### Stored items
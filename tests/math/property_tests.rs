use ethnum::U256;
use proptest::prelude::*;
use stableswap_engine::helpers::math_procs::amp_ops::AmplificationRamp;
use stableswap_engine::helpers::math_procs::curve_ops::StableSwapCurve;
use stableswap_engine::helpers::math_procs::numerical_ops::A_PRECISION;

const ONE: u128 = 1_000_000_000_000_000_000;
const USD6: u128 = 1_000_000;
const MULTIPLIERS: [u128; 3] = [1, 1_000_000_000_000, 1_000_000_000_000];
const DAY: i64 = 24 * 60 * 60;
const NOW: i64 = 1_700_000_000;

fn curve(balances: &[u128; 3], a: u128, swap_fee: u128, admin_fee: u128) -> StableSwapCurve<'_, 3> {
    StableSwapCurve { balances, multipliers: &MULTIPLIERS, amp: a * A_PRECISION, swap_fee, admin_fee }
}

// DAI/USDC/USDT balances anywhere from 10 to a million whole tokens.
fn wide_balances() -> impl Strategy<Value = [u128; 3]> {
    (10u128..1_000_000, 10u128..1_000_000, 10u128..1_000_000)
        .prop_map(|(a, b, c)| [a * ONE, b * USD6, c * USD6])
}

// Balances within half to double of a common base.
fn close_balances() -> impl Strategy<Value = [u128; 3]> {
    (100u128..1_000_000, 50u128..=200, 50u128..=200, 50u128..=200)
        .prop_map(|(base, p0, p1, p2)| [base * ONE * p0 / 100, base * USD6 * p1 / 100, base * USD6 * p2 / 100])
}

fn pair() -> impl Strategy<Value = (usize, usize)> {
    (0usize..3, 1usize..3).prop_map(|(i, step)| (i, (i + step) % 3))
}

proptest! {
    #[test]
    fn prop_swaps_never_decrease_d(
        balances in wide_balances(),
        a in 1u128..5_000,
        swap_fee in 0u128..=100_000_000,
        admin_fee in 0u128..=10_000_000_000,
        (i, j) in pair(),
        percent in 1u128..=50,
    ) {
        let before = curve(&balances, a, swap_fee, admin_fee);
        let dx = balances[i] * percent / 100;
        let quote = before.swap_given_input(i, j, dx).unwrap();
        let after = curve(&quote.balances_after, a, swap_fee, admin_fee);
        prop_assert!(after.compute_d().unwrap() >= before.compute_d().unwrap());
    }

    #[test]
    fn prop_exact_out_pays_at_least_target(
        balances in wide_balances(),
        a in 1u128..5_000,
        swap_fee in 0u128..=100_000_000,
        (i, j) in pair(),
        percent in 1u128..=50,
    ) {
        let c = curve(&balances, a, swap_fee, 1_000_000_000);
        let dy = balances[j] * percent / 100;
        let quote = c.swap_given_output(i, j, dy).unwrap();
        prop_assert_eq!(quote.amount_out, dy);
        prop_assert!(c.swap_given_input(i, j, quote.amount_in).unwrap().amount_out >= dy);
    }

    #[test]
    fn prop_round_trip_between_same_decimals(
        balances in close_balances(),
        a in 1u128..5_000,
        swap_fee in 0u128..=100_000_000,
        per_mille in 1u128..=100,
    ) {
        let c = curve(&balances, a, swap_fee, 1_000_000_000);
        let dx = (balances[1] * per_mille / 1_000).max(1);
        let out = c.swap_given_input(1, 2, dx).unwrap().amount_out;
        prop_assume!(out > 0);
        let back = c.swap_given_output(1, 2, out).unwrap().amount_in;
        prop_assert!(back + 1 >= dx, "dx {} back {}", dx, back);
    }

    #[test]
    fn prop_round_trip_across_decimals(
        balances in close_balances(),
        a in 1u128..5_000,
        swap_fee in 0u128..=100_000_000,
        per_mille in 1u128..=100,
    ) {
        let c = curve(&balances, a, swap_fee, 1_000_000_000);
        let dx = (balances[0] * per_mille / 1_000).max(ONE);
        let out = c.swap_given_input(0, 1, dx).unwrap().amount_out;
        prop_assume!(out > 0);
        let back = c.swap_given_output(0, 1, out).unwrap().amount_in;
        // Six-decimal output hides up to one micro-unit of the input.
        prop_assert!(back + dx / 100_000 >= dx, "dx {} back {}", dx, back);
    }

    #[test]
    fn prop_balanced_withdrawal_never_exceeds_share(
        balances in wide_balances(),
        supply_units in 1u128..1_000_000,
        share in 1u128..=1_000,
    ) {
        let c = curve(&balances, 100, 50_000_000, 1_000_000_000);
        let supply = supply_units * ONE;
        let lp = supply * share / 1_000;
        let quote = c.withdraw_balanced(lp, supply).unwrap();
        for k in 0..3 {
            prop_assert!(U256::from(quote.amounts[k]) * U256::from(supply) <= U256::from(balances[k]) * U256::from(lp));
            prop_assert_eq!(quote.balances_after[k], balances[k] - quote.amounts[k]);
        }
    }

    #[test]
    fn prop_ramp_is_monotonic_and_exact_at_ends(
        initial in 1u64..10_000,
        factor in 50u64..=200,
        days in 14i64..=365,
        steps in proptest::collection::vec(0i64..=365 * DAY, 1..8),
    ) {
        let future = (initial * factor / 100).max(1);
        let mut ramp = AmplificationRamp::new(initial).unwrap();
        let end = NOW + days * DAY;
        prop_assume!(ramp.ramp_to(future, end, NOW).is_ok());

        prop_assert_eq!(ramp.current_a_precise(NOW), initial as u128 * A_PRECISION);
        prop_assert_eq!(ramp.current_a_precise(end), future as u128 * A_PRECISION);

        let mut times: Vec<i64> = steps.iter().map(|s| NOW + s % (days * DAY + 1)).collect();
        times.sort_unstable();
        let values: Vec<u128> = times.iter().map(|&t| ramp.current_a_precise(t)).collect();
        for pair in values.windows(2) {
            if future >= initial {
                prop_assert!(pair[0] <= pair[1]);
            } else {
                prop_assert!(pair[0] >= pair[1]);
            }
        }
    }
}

### Work to be completed
Read the entries above and find each line holding the word "times". Copy it out.

### Completed task
        let mut times: Vec<i64> = steps.iter().map(|s| NOW + s % (days * DAY + 1)).collect();
        times.sort_unstable();
        let values: Vec<u128> = times.iter().map(|&t| ramp.current_a_precise(t)).collect();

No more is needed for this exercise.